> **Work task**
From the entries below, gather every line containing the string "TasksCommands".
──────── Provided data
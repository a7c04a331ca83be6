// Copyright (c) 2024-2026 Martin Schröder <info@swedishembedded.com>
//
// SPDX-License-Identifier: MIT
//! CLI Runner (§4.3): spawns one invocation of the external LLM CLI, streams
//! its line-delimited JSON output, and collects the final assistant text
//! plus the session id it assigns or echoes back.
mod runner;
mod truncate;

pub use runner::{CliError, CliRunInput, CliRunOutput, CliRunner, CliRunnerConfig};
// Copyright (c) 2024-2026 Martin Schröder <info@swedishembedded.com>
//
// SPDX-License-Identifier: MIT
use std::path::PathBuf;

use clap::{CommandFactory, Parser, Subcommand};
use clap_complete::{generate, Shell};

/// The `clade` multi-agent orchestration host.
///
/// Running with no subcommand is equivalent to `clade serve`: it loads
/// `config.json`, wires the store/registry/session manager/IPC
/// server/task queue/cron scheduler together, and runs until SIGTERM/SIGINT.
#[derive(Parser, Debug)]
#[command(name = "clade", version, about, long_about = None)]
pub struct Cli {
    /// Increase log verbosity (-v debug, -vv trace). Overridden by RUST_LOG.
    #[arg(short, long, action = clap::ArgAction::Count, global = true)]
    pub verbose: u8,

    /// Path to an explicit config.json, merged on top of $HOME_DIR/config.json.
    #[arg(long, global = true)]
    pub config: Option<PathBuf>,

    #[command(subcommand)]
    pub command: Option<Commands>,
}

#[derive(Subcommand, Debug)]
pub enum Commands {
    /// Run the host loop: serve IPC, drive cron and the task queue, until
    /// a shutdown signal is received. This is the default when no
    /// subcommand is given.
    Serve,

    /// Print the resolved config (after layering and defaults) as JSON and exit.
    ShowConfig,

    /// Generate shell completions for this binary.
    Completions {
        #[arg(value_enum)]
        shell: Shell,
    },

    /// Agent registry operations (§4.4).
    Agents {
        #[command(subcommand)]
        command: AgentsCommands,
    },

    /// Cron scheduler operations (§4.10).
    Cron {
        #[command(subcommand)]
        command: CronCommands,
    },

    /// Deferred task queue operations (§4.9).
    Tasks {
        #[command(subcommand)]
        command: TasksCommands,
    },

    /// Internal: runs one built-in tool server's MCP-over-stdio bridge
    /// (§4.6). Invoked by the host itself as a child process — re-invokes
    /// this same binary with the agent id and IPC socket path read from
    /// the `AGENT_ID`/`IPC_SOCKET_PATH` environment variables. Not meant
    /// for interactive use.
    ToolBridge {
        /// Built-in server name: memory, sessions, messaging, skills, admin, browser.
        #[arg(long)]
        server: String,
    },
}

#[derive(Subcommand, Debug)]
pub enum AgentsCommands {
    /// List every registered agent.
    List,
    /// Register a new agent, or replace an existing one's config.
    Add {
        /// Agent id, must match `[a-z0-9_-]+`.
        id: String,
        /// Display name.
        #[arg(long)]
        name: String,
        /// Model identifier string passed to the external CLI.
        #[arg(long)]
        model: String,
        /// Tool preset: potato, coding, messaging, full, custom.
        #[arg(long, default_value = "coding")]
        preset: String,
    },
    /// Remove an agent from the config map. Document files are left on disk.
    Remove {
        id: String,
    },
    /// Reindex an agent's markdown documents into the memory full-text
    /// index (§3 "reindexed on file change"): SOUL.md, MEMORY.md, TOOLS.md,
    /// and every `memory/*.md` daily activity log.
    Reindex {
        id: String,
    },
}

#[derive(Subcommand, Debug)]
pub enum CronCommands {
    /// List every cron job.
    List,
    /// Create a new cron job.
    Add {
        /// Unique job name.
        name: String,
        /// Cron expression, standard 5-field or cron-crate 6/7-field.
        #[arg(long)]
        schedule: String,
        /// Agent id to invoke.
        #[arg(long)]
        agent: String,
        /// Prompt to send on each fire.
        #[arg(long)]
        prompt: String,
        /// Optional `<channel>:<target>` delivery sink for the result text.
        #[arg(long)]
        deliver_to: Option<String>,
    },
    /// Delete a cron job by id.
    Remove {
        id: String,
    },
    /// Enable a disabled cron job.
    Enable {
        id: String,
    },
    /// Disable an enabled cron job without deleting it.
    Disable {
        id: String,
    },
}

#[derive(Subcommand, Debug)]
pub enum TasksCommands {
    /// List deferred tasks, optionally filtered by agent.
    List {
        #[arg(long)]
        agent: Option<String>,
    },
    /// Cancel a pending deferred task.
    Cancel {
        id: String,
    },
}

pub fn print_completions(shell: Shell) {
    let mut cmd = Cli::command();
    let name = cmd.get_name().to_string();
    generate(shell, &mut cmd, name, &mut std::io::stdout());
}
────────────────
──────── Provided data
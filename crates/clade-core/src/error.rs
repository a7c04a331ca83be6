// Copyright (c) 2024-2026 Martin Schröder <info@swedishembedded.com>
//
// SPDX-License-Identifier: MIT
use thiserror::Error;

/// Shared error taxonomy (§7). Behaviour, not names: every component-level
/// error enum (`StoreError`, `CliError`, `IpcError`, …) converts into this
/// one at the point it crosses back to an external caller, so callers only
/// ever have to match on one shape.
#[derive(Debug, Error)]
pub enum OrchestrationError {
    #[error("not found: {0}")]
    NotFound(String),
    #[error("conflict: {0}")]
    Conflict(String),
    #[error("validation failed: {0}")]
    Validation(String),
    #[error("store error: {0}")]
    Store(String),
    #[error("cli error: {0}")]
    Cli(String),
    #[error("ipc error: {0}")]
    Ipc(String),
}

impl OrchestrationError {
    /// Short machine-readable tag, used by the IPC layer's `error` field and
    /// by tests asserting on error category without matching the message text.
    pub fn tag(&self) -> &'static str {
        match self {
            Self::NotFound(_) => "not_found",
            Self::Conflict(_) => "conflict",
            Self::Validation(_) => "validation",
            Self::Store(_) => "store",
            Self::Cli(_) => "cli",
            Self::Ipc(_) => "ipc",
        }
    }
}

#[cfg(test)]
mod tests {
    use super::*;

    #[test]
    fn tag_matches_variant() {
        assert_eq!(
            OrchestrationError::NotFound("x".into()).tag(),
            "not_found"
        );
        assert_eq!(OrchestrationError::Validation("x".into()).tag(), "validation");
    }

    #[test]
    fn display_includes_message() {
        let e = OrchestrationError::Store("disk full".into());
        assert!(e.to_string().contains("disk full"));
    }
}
────────────────
──────── Provided data
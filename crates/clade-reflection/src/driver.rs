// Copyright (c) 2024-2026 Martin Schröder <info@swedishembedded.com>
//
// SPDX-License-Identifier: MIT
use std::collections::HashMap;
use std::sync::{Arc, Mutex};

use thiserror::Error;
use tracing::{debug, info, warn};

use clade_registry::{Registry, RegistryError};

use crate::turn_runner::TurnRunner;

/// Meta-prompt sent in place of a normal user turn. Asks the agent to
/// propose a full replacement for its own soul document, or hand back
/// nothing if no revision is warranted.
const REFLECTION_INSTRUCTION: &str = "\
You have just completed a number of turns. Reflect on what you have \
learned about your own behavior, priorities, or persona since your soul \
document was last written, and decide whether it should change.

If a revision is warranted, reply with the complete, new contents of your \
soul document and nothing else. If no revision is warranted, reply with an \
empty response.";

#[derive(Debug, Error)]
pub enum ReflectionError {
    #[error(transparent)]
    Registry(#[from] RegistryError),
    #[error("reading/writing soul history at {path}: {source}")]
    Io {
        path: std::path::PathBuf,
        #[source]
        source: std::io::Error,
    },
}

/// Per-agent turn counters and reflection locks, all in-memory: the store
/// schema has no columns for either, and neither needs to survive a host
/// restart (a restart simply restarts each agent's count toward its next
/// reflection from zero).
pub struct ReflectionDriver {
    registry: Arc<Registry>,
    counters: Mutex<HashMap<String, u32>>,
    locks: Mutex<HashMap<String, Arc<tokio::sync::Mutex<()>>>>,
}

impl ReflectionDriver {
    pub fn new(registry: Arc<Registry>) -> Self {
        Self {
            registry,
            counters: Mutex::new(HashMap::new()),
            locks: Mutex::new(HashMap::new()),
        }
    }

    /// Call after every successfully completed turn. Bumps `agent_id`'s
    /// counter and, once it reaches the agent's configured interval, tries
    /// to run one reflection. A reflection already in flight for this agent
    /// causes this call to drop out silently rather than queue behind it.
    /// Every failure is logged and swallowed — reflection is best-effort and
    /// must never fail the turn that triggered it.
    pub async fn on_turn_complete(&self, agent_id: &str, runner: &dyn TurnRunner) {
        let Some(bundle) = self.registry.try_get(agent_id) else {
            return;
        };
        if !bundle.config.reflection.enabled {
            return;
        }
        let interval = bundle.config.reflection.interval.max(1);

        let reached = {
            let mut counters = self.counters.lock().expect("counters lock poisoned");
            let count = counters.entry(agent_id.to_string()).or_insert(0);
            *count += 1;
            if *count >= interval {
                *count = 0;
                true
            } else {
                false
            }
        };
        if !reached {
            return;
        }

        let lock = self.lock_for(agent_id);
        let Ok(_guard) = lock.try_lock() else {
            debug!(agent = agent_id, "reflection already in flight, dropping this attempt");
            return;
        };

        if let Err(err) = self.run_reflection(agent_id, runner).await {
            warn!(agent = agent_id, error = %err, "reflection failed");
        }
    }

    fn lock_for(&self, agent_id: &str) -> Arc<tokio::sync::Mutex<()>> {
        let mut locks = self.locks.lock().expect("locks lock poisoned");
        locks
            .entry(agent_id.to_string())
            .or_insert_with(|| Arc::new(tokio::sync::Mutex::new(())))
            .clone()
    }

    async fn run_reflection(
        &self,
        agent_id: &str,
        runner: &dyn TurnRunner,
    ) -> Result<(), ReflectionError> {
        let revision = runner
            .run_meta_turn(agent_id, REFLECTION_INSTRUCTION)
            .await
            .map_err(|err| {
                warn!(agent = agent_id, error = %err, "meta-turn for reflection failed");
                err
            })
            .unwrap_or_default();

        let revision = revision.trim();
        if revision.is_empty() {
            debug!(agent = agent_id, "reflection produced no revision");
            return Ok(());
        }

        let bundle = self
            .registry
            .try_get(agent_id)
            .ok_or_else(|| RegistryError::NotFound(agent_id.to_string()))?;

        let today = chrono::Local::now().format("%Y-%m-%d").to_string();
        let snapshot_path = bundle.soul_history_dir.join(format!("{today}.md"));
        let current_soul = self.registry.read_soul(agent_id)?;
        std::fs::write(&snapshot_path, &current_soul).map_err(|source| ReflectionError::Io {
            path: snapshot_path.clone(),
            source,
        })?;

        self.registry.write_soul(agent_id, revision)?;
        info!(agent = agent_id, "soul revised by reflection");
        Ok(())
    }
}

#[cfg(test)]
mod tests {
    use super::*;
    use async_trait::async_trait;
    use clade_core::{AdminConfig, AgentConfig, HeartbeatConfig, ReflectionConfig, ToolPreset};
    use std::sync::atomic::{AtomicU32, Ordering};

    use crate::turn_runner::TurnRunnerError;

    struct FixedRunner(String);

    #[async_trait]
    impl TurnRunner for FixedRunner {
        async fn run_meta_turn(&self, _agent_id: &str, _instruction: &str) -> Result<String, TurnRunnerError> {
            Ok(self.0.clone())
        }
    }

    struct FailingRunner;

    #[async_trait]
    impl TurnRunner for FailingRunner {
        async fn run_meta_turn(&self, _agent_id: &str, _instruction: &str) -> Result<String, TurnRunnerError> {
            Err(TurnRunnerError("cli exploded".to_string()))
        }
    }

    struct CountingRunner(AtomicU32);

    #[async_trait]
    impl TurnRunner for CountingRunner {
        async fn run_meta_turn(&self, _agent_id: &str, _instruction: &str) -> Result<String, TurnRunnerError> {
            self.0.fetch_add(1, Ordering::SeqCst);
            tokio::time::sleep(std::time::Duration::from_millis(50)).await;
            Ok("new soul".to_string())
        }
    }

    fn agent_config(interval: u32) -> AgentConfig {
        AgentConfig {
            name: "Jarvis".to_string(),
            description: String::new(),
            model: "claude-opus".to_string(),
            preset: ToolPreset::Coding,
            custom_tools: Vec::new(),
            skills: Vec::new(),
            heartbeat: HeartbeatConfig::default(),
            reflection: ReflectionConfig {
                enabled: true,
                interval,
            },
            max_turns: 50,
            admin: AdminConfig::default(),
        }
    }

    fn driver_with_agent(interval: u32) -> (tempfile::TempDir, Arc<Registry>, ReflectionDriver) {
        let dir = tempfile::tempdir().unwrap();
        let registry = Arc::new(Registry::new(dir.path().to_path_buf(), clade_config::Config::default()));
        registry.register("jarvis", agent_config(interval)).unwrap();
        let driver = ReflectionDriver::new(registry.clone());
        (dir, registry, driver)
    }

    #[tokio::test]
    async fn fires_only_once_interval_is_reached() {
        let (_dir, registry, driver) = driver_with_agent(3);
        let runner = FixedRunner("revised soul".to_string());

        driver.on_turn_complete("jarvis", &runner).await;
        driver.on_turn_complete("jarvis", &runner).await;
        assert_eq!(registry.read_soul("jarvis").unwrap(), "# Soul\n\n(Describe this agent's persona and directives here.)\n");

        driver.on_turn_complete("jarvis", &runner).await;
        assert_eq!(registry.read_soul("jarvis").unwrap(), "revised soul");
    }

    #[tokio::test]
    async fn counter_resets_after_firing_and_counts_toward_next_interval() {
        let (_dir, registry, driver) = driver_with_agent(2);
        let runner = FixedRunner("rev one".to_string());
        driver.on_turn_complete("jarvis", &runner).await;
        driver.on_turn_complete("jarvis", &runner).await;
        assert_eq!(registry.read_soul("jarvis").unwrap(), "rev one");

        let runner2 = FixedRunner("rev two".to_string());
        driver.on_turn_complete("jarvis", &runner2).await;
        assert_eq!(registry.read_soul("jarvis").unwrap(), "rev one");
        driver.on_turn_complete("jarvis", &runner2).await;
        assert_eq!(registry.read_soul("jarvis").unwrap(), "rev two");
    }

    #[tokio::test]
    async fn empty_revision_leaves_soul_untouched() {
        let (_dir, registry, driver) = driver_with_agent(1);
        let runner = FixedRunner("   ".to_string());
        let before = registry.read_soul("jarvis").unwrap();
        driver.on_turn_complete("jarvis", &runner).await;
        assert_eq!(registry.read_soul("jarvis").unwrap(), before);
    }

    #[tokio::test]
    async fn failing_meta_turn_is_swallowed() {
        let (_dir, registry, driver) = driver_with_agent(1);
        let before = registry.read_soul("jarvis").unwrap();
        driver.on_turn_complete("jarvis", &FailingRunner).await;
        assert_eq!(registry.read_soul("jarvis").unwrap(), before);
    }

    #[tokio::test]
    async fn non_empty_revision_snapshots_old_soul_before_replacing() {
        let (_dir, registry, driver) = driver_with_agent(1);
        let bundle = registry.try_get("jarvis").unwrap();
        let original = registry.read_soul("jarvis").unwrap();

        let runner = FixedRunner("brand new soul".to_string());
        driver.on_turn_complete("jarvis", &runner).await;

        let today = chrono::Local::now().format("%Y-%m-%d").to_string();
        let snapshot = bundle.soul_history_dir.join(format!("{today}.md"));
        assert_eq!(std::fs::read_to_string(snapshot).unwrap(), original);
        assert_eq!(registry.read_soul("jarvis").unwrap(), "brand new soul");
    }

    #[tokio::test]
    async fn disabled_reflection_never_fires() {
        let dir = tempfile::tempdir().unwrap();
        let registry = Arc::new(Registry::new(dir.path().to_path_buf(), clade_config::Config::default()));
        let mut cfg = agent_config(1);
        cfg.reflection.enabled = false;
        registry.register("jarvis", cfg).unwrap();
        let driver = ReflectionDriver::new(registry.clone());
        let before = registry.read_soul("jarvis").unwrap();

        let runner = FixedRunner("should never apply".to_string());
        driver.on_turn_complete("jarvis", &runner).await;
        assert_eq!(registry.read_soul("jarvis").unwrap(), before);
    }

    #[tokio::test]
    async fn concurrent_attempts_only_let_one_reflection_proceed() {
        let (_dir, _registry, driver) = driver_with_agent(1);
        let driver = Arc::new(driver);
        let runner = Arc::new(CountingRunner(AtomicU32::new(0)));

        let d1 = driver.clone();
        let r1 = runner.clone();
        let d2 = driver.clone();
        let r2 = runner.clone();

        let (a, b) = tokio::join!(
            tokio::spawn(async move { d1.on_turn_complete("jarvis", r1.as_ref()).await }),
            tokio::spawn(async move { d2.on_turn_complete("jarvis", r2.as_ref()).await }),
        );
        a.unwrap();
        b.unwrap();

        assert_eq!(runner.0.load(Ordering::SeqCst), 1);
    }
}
────────────────
> **Written reply**
        command: TasksCommands,
pub enum TasksCommands {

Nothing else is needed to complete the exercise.